The answer must be every entry, given again word for word.

= = = = =

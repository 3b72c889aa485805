pub mod keyed_lock;
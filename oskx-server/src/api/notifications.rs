//! Notification API handlers.
//!
//! # Endpoints
//!
//! - `GET    /`                      – list the actor's notifications (newest first)
//! - `GET    /unread-count`          – count unread notifications
//! - `PUT    /{notification_id}/read` – mark one notification as read
//! - `PUT    /read-all`              – mark every notification as read
//! - `DELETE /{notification_id}`     – delete one notification

use axum::{
    Json, Router,
    extract::{Path, Query, State},
    http::StatusCode,
    response::IntoResponse,
    routing::{delete, get, put},
};
use kanau::processor::Processor;
use oskx_core::entities::Notification;
use oskx_core::services::{
    DeleteNotification, ListNotifications, MarkAllNotificationsRead, MarkNotificationRead,
    UnreadNotificationCount,
};
use oskx_sdk::objects::{NotificationResponse, UnreadCountResponse};
use serde::Deserialize;
use uuid::Uuid;

use crate::api::ApiError;
use crate::api::extractors::Actor;
use crate::state::AppState;

/// Build the Notification API router.
pub fn router() -> Router<AppState> {
    Router::new()
        .route("/", get(list_notifications))
        .route("/unread-count", get(unread_count))
        .route("/read-all", put(mark_all_read))
        .route("/{notification_id}/read", put(mark_read))
        .route("/{notification_id}", delete(delete_notification))
}

/// Convert a `Notification` (DB model) into a `NotificationResponse`.
pub(crate) fn to_response(n: &Notification) -> NotificationResponse {
    NotificationResponse {
        notification_id: n.notification_id,
        kind: n.kind.into(),
        payload: n.payload.clone(),
        is_read: n.is_read,
        created_at: n.created_at.unix_timestamp(),
    }
}

#[derive(Debug, Deserialize)]
struct ListParams {
    limit: Option<u64>,
}

/// `GET /` — list the actor's notifications, newest first.
async fn list_notifications(
    state: State<AppState>,
    Actor(user_id): Actor,
    Query(params): Query<ListParams>,
) -> Result<impl IntoResponse, ApiError> {
    let notifications = state
        .notifier
        .process(ListNotifications {
            user_id,
            limit: params.limit,
        })
        .await?;
    let responses: Vec<NotificationResponse> = notifications.iter().map(to_response).collect();
    Ok(Json(responses))
}

/// `GET /unread-count` — count unread notifications.
async fn unread_count(
    state: State<AppState>,
    Actor(user_id): Actor,
) -> Result<impl IntoResponse, ApiError> {
    let count = state
        .notifier
        .process(UnreadNotificationCount { user_id })
        .await?;
    Ok(Json(UnreadCountResponse {
        unread_count: count,
    }))
}

/// `PUT /{notification_id}/read` — mark one notification as read.
///
/// Returns 404 for notifications owned by other users.
async fn mark_read(
    state: State<AppState>,
    Actor(user_id): Actor,
    Path(notification_id): Path<Uuid>,
) -> Result<impl IntoResponse, ApiError> {
    state
        .notifier
        .process(MarkNotificationRead {
            user_id,
            notification_id,
        })
        .await?;
    Ok(StatusCode::NO_CONTENT)
}

/// `PUT /read-all` — mark every notification of the actor as read.
async fn mark_all_read(
    state: State<AppState>,
    Actor(user_id): Actor,
) -> Result<impl IntoResponse, ApiError> {
    let updated = state
        .notifier
        .process(MarkAllNotificationsRead { user_id })
        .await?;
    Ok(Json(serde_json::json!({ "updated": updated })))
}

/// `DELETE /{notification_id}` — delete one notification.
///
/// Same ownership scoping as mark-read.
async fn delete_notification(
    state: State<AppState>,
    Actor(user_id): Actor,
    Path(notification_id): Path<Uuid>,
) -> Result<impl IntoResponse, ApiError> {
    state
        .notifier
        .process(DeleteNotification {
            user_id,
            notification_id,
        })
        .await?;
    Ok(StatusCode::NO_CONTENT)
}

= = = = =

▸ Written answer:
repository 3b72c889aa485805
pub mod keyed_lock;
filename oskx-server/src/api/notifications.rs
//! Notification API handlers.
//!
//! # Endpoints
//!
//! - `GET    /`                      – list the actor's notifications (newest first)
//! - `GET    /unread-count`          – count unread notifications
//! - `PUT    /{notification_id}/read` – mark one notification as read
//! - `PUT    /read-all`              – mark every notification as read
//! - `DELETE /{notification_id}`     – delete one notification

use axum::{
    Json, Router,
    extract::{Path, Query, State},
    http::StatusCode,
    response::IntoResponse,
    routing::{delete, get, put},
};
use kanau::processor::Processor;
use oskx_core::entities::Notification;
use oskx_core::services::{
    DeleteNotification, ListNotifications, MarkAllNotificationsRead, MarkNotificationRead,
    UnreadNotificationCount,
};
use oskx_sdk::objects::{NotificationResponse, UnreadCountResponse};
use serde::Deserialize;
use uuid::Uuid;

use crate::api::ApiError;
use crate::api::extractors::Actor;
use crate::state::AppState;

/// Build the Notification API router.
pub fn router() -> Router<AppState> {
    Router::new()
        .route("/", get(list_notifications))
        .route("/unread-count", get(unread_count))
        .route("/read-all", put(mark_all_read))
        .route("/{notification_id}/read", put(mark_read))
        .route("/{notification_id}", delete(delete_notification))
}

/// Convert a `Notification` (DB model) into a `NotificationResponse`.
pub(crate) fn to_response(n: &Notification) -> NotificationResponse {
    NotificationResponse {
        notification_id: n.notification_id,
        kind: n.kind.into(),
        payload: n.payload.clone(),
        is_read: n.is_read,
        created_at: n.created_at.unix_timestamp(),
    }
}

#[derive(Debug, Deserialize)]
struct ListParams {
    limit: Option<u64>,
}

/// `GET /` — list the actor's notifications, newest first.
async fn list_notifications(
    state: State<AppState>,
    Actor(user_id): Actor,
    Query(params): Query<ListParams>,
) -> Result<impl IntoResponse, ApiError> {
    let notifications = state
        .notifier
        .process(ListNotifications {
            user_id,
            limit: params.limit,
        })
        .await?;
    let responses: Vec<NotificationResponse> = notifications.iter().map(to_response).collect();
    Ok(Json(responses))
}

/// `GET /unread-count` — count unread notifications.
async fn unread_count(
    state: State<AppState>,
    Actor(user_id): Actor,
) -> Result<impl IntoResponse, ApiError> {
    let count = state
        .notifier
        .process(UnreadNotificationCount { user_id })
        .await?;
    Ok(Json(UnreadCountResponse {
        unread_count: count,
    }))
}

/// `PUT /{notification_id}/read` — mark one notification as read.
///
/// Returns 404 for notifications owned by other users.
async fn mark_read(
    state: State<AppState>,
    Actor(user_id): Actor,
    Path(notification_id): Path<Uuid>,
) -> Result<impl IntoResponse, ApiError> {
    state
        .notifier
        .process(MarkNotificationRead {
            user_id,
            notification_id,
        })
        .await?;
    Ok(StatusCode::NO_CONTENT)
}

/// `PUT /read-all` — mark every notification of the actor as read.
async fn mark_all_read(
    state: State<AppState>,
    Actor(user_id): Actor,
) -> Result<impl IntoResponse, ApiError> {
    let updated = state
        .notifier
        .process(MarkAllNotificationsRead { user_id })
        .await?;
    Ok(Json(serde_json::json!({ "updated": updated })))
}

/// `DELETE /{notification_id}` — delete one notification.
///
/// Same ownership scoping as mark-read.
async fn delete_notification(
    state: State<AppState>,
    Actor(user_id): Actor,
    Path(notification_id): Path<Uuid>,
) -> Result<impl IntoResponse, ApiError> {
    state
        .notifier
        .process(DeleteNotification {
            user_id,
            notification_id,
        })
        .await?;
    Ok(StatusCode::NO_CONTENT)
}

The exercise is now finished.